##### Records supplied #####
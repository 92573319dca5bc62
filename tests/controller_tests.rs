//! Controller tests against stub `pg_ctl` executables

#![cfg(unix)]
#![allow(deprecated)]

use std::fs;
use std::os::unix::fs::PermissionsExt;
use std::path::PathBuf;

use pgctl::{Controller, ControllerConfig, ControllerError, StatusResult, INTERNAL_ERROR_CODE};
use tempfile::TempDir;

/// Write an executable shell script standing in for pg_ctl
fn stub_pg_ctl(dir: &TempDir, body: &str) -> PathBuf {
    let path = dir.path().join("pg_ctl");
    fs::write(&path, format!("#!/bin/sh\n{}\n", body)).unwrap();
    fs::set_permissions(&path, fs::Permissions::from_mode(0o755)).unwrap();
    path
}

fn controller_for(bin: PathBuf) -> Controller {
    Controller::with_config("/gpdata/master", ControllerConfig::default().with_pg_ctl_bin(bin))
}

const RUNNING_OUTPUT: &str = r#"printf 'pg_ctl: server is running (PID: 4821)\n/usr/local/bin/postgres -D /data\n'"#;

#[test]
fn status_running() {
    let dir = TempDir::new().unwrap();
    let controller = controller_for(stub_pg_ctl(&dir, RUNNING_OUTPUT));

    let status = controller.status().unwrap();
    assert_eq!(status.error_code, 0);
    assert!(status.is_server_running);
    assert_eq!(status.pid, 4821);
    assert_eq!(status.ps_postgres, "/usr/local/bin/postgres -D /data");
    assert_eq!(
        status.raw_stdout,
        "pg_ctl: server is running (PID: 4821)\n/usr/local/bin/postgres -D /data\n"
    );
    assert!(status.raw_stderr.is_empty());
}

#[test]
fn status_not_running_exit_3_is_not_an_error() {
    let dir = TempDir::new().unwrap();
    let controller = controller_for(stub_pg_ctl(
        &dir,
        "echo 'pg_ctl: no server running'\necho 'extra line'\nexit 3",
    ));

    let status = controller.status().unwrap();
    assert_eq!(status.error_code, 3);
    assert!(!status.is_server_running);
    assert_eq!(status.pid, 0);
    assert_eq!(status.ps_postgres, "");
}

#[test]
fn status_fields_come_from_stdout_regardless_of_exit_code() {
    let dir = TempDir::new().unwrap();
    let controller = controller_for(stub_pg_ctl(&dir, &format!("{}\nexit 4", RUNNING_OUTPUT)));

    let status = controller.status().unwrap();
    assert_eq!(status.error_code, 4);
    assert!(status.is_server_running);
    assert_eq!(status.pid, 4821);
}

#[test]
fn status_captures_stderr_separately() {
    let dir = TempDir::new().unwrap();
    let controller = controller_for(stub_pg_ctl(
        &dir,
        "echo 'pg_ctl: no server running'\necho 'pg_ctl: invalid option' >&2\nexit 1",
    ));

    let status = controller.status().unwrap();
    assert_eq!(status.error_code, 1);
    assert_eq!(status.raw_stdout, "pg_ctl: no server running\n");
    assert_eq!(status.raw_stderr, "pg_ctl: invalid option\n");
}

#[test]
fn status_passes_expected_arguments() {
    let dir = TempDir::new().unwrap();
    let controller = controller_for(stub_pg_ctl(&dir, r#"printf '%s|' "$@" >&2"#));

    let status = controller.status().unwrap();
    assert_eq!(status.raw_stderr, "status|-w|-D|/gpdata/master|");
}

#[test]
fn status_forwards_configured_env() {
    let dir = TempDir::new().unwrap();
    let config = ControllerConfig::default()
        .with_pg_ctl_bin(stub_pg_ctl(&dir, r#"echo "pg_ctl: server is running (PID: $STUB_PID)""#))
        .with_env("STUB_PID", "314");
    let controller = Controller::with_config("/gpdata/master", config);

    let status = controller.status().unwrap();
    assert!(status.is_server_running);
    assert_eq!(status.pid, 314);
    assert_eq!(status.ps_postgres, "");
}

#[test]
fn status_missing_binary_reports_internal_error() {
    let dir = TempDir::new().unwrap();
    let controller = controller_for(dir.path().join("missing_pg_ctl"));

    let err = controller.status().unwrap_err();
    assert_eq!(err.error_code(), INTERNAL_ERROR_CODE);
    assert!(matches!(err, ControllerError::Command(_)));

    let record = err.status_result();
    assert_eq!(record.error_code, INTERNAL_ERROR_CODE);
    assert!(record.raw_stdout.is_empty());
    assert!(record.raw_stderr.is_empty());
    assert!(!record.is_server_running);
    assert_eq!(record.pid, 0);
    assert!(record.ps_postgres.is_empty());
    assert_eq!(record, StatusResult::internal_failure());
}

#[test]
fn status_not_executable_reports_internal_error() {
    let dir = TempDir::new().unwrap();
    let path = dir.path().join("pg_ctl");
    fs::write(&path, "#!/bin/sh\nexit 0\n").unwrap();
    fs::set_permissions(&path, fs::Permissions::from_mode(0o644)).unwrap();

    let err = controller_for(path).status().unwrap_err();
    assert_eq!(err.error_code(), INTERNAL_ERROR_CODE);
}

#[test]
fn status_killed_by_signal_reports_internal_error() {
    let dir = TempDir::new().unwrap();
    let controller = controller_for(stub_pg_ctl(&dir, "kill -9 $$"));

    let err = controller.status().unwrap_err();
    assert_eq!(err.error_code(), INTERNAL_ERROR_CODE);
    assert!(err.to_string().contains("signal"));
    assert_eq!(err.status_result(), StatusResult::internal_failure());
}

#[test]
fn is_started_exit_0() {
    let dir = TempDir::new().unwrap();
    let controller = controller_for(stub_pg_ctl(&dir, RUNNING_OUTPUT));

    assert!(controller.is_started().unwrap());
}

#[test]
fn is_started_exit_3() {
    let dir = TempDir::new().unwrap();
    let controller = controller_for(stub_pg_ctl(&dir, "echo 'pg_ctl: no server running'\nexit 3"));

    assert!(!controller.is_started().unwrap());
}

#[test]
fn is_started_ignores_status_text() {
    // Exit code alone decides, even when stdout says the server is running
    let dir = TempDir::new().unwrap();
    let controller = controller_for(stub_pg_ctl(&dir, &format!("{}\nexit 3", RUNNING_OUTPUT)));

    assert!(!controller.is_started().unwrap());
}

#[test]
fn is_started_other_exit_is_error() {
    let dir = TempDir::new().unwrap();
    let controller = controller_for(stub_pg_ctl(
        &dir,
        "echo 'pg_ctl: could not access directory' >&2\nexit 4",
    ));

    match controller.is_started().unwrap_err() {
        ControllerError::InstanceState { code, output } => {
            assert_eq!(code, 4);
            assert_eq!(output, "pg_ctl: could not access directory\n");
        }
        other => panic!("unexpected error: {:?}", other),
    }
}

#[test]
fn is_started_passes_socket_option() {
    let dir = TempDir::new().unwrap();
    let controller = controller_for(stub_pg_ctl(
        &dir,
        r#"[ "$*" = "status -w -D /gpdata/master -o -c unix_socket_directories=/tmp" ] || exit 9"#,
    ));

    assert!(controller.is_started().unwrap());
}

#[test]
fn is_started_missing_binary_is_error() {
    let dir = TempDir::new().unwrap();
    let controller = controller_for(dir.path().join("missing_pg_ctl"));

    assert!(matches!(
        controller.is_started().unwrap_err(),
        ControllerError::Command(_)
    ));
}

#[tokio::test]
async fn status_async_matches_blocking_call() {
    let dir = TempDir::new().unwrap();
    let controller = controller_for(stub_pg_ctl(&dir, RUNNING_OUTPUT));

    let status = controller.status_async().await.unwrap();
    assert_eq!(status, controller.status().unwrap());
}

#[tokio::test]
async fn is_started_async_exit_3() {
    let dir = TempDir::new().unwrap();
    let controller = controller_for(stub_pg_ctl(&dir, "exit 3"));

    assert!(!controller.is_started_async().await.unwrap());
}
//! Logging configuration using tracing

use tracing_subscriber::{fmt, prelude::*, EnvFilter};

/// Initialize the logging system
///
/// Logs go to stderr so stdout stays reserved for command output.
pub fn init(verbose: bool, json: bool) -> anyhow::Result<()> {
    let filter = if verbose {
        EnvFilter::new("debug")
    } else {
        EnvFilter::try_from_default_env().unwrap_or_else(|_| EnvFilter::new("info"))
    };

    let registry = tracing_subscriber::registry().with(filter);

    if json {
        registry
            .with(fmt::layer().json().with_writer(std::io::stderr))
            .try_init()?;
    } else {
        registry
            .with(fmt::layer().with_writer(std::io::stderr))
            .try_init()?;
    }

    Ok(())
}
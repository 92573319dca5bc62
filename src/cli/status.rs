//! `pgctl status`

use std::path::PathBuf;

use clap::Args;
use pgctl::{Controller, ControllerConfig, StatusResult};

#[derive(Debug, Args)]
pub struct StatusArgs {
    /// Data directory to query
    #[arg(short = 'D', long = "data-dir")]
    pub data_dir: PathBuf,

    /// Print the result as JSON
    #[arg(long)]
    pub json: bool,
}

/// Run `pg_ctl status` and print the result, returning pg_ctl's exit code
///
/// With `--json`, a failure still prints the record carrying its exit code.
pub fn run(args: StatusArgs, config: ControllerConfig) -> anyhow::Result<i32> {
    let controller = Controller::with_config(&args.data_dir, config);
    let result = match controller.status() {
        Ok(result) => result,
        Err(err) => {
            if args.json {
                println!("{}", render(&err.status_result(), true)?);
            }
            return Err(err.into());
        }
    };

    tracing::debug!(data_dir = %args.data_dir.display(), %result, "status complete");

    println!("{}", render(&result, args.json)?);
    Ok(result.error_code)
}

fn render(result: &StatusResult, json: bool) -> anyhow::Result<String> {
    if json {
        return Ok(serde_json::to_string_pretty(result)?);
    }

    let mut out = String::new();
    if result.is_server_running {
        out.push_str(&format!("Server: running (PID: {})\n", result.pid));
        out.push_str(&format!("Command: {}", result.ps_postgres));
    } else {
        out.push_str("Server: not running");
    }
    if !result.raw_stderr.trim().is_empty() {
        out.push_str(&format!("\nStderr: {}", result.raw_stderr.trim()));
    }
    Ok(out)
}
#####
Task description: Go through the listing above and state how many of its lines contain "local", with no other words.

Task solution: 3